The Daily News is an American, English language daily newspaper headquartered in Jacksonville, North Carolina. It has served the city of Jacksonville, Marine Corps Base Camp Lejeune, and the surrounding parts of Onslow County including, Richlands, Swansboro, Sneads Ferry, Holly Ridge, and North Topsail since 1953.

Sunday circulation is approximately 9,000, while M-Sat. circulation is roughly 7,000.

History 
The Daily News was founded in either 1953 or 1954.   The Daily News was owned by Freedom Communications until 2012, when Freedom sold its Florida and North Carolina papers including JD News in Jacksonville, Free Press in Kinston and the Sun Journal In New Bern to Halifax Media Group. Halifax Media Group owned a total of 36 newspapers which were acquired in 2015, by GateHouse.

It was a broadsheet-format daily until June 1, 2009, when it and two sister dailies, the Sun Journal and the Kinston Free Press converted to a berliner-style format. Since the format change, all three papers are laid out and published in Jacksonville.

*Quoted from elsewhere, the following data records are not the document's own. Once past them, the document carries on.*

//! The host-facing API: package loading and lookup, function invocation,
//! global access and table helpers. Hosts hold references to heap values
//! through [`Persistent`] handles; raw block words handed across this
//! boundary are only valid until the next allocation.

use std::path::Path;

use object::{StrBlock, Tagged};

use crate::builtins;
use crate::error::VmError;
use crate::handles::Persistent;
use crate::id::{DefnFlags, DefnKey};
use crate::loader;
use crate::name::Name;
use crate::table;
use crate::ty::Type;
use crate::VM;

/// Arguments for a host-initiated call.
#[derive(Debug, Default)]
pub struct Arguments {
    values: Vec<ArgValue>,
}

#[derive(Debug, Clone, Copy)]
enum ArgValue {
    I64(i64),
    F64(f64),
    F32(f32),
    Boolean(bool),
    Unit,
    Ref(u64),
}

impl Arguments {
    pub fn new() -> Arguments {
        Arguments::default()
    }

    pub fn add_i64(mut self, value: i64) -> Arguments {
        self.values.push(ArgValue::I64(value));
        self
    }

    pub fn add_f64(mut self, value: f64) -> Arguments {
        self.values.push(ArgValue::F64(value));
        self
    }

    pub fn add_f32(mut self, value: f32) -> Arguments {
        self.values.push(ArgValue::F32(value));
        self
    }

    pub fn add_boolean(mut self, value: bool) -> Arguments {
        self.values.push(ArgValue::Boolean(value));
        self
    }

    pub fn add_unit(mut self) -> Arguments {
        self.values.push(ArgValue::Unit);
        self
    }

    pub fn add_ref(mut self, handle: &Persistent) -> Arguments {
        self.values.push(ArgValue::Ref(handle.word()));
        self
    }

    fn to_words(&self, param_types: &[Type]) -> Result<Vec<u64>, VmError> {
        if self.values.len() != param_types.len() {
            return Err(VmError::BadCall("argument count mismatch"));
        }
        let mut words = Vec::with_capacity(self.values.len());
        for (value, ty) in self.values.iter().zip(param_types) {
            let word = match (value, ty) {
                (ArgValue::I64(v), Type::I8 | Type::I16 | Type::I32 | Type::I64) => *v as u64,
                (ArgValue::F64(v), Type::F64) => v.to_bits(),
                (ArgValue::F32(v), Type::F32) => v.to_bits() as u64,
                (ArgValue::Boolean(v), Type::Boolean) => *v as u64,
                (ArgValue::Unit, Type::Unit) => 0,
                (ArgValue::Ref(v), ty) if ty.is_object() => *v,
                _ => return Err(VmError::BadCall("argument type mismatch")),
            };
            words.push(word);
        }
        Ok(words)
    }
}

impl VM {
    // ── Loading ────────────────────────────────────────────────────

    /// Load a package by dotted name, searching the configured paths.
    /// Dependencies are pulled in recursively.
    pub fn load_package(&mut self, name: &str) -> Result<u32, VmError> {
        let name = Name::from_source_string(name)
            .ok_or(VmError::BadCall("invalid package name"))?;
        loader::load_package_by_name(self, &name)
    }

    pub fn load_package_file(&mut self, path: &Path) -> Result<u32, VmError> {
        loader::load_package_file(self, path)
    }

    pub fn load_package_from_bytes(&mut self, bytes: &[u8]) -> Result<u32, VmError> {
        loader::load_package_bytes(self, bytes)
    }

    pub fn find_package_by_name(&self, name: &str) -> Option<u32> {
        let name = Name::from_source_string(name)?;
        self.find_package(&name)
    }

    // ── Symbol lookup ──────────────────────────────────────────────

    /// Find a function by source name (public symbols only) or defn name
    /// (all symbols).
    pub fn find_function(&self, package: u32, name: &str, defn_form: bool) -> Option<DefnKey> {
        let name = parse_name(name, defn_form)?;
        let index = self.package(package).find_function(&name, defn_form)?;
        Some(DefnKey::new(package, index))
    }

    pub fn find_global(&self, package: u32, name: &str, defn_form: bool) -> Option<DefnKey> {
        let name = parse_name(name, defn_form)?;
        let index = self.package(package).find_global(&name, defn_form)?;
        Some(DefnKey::new(package, index))
    }

    pub fn find_class(&self, package: u32, name: &str, defn_form: bool) -> Option<DefnKey> {
        let name = parse_name(name, defn_form)?;
        let index = self.package(package).find_class(&name, defn_form)?;
        Some(DefnKey::new(package, index))
    }

    pub fn entry_function(&self, package: u32) -> Option<DefnKey> {
        self.package(package)
            .entry_function
            .map(|index| DefnKey::new(package, index))
    }

    // ── Invocation ─────────────────────────────────────────────────

    pub fn call_for_i64(&mut self, function: DefnKey, args: &Arguments) -> Result<i64, VmError> {
        let (words, return_type) = self.check_call(function, args)?;
        if !matches!(return_type, Type::I8 | Type::I16 | Type::I32 | Type::I64) {
            return Err(VmError::BadCall("function does not return an integer"));
        }
        let raw = crate::interp::call_function(self, function, &words)?;
        Ok(match return_type {
            Type::I8 => raw as i8 as i64,
            Type::I16 => raw as i16 as i64,
            Type::I32 => raw as i32 as i64,
            _ => raw as i64,
        })
    }

    pub fn call_for_f64(&mut self, function: DefnKey, args: &Arguments) -> Result<f64, VmError> {
        let (words, return_type) = self.check_call(function, args)?;
        if return_type != Type::F64 {
            return Err(VmError::BadCall("function does not return f64"));
        }
        let raw = crate::interp::call_function(self, function, &words)?;
        Ok(f64::from_bits(raw))
    }

    pub fn call_for_boolean(
        &mut self,
        function: DefnKey,
        args: &Arguments,
    ) -> Result<bool, VmError> {
        let (words, return_type) = self.check_call(function, args)?;
        if return_type != Type::Boolean {
            return Err(VmError::BadCall("function does not return boolean"));
        }
        let raw = crate::interp::call_function(self, function, &words)?;
        Ok(raw != 0)
    }

    pub fn call_for_unit(&mut self, function: DefnKey, args: &Arguments) -> Result<(), VmError> {
        let (words, _) = self.check_call(function, args)?;
        crate::interp::call_function(self, function, &words)?;
        Ok(())
    }

    /// Invoke a reference-returning function; the result is rooted
    /// persistently before any further allocation can move it.
    pub fn call_for_ref(&mut self, function: DefnKey, args: &Arguments) -> Result<Persistent, VmError> {
        let (words, return_type) = self.check_call(function, args)?;
        if !return_type.is_object() {
            return Err(VmError::BadCall("function does not return a reference"));
        }
        let raw = crate::interp::call_function(self, function, &words)?;
        Ok(self.persistent(raw))
    }

    /// Invoke a package's entry function with no arguments.
    pub fn call_entry(&mut self, package: u32) -> Result<i64, VmError> {
        let entry = self
            .entry_function(package)
            .ok_or(VmError::BadCall("package has no entry function"))?;
        self.call_for_i64(entry, &Arguments::new())
    }

    fn check_call(
        &self,
        function: DefnKey,
        args: &Arguments,
    ) -> Result<(Vec<u64>, Type), VmError> {
        let callee = self.function(function);
        let words = args.to_words(&callee.param_types)?;
        Ok((words, callee.return_type.clone()))
    }

    // ── Globals ────────────────────────────────────────────────────

    /// Raw value of an integer-typed global.
    pub fn global_value(&self, key: DefnKey) -> Result<i64, VmError> {
        let global = self.global(key);
        if !global.is_initialized() {
            return Err(VmError::BadCall("global is uninitialized"));
        }
        Ok(match global.ty {
            Type::I8 => global.raw_value() as i8 as i64,
            Type::I16 => global.raw_value() as i16 as i64,
            Type::I32 => global.raw_value() as i32 as i64,
            Type::I64 | Type::Boolean => global.raw_value() as i64,
            _ => return Err(VmError::BadCall("global is not integer-typed")),
        })
    }

    pub fn set_global_value(&mut self, key: DefnKey, value: i64) -> Result<(), VmError> {
        let global = self.global(key);
        if !matches!(global.ty, Type::I8 | Type::I16 | Type::I32 | Type::I64 | Type::Boolean) {
            return Err(VmError::BadCall("global is not integer-typed"));
        }
        if global.is_constant() {
            return Err(VmError::BadCall("global is constant"));
        }
        global.set_raw_value(value as u64);
        Ok(())
    }

    pub fn global_is_constant(&self, key: DefnKey) -> bool {
        self.global(key).flags.contains(DefnFlags::CONST)
    }

    // ── Heap values ────────────────────────────────────────────────

    /// Allocate a string and root it persistently.
    pub fn new_string(&mut self, text: &str) -> Result<Persistent, VmError> {
        let block = self.allocate_string(text.as_bytes())?;
        Ok(self.persistent(block))
    }

    /// Read a rooted string's content.
    pub fn string_content(&self, handle: &Persistent) -> String {
        // SAFETY: the handle roots a live string block.
        unsafe { StrBlock::str(handle.word() as *const u8).to_string() }
    }

    /// Allocate a table (string-keyed map) and root it persistently.
    pub fn new_table(&mut self) -> Result<Persistent, VmError> {
        let table = table::table_new(self)?;
        Ok(self.persistent(table))
    }

    pub fn table_insert(
        &mut self,
        table: &Persistent,
        key: &Persistent,
        value: i64,
    ) -> Result<bool, VmError> {
        table::table_insert(self, table.word(), key.word(), Tagged::from_number(value))
    }

    pub fn table_contains(&self, table: &Persistent, key: &str) -> bool {
        table::table_contains(table.word(), key.as_bytes())
    }

    pub fn table_get(&self, table: &Persistent, key: &str) -> Option<i64> {
        // SAFETY: table values stored through this API are numbers.
        table::table_get(table.word(), key.as_bytes()).map(|v| unsafe { v.number() })
    }

    pub fn table_remove(&mut self, table: &Persistent, key: &str) -> Option<i64> {
        // SAFETY: as `table_get`.
        table::table_remove(table.word(), key.as_bytes()).map(|v| unsafe { v.number() })
    }

    pub fn table_len(&self, table: &Persistent) -> i64 {
        table::table_len(table.word())
    }

    // ── Exceptions for native code ─────────────────────────────────

    /// Allocate an instance of a builtin exception class, e.g. for
    /// [`crate::native_throw`].
    pub fn allocate_builtin_exception(&mut self, class: DefnKey) -> Result<u64, VmError> {
        debug_assert!(self.is_subclass_of(class, builtins::EXCEPTION_CLASS));
        let (meta, size) = {
            let class_defn = self.class(class);
            (
                class_defn.meta(class) as *const object::Meta,
                class_defn.instance_size() as usize,
            )
        };
        let block = self.allocate_block_uncollected(meta, size)?;
        Ok(block as u64)
    }
}

fn parse_name(text: &str, defn_form: bool) -> Option<Name> {
    if defn_form {
        Name::from_defn_string(text)
    } else {
        Name::from_source_string(text)
    }
}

In November of 2022 Paxton Media Group acquired the Jacksonville Daily News and five other North Carolina newspapers from Gannett Co., Inc.

Awards
The paper is a member of the North Carolina Publishing Association.  The paper has won many awards from the North Carolina Press Association. In 2019, the paper won first place in News Enterprise Reporting, (Kelsey Stiglitz and Amanda Thames for their story on child abuse. in the daily newspapers under 12,500 circulation category. The paper also won first place in Religion and Faith Reporting, for their article on faith leaders.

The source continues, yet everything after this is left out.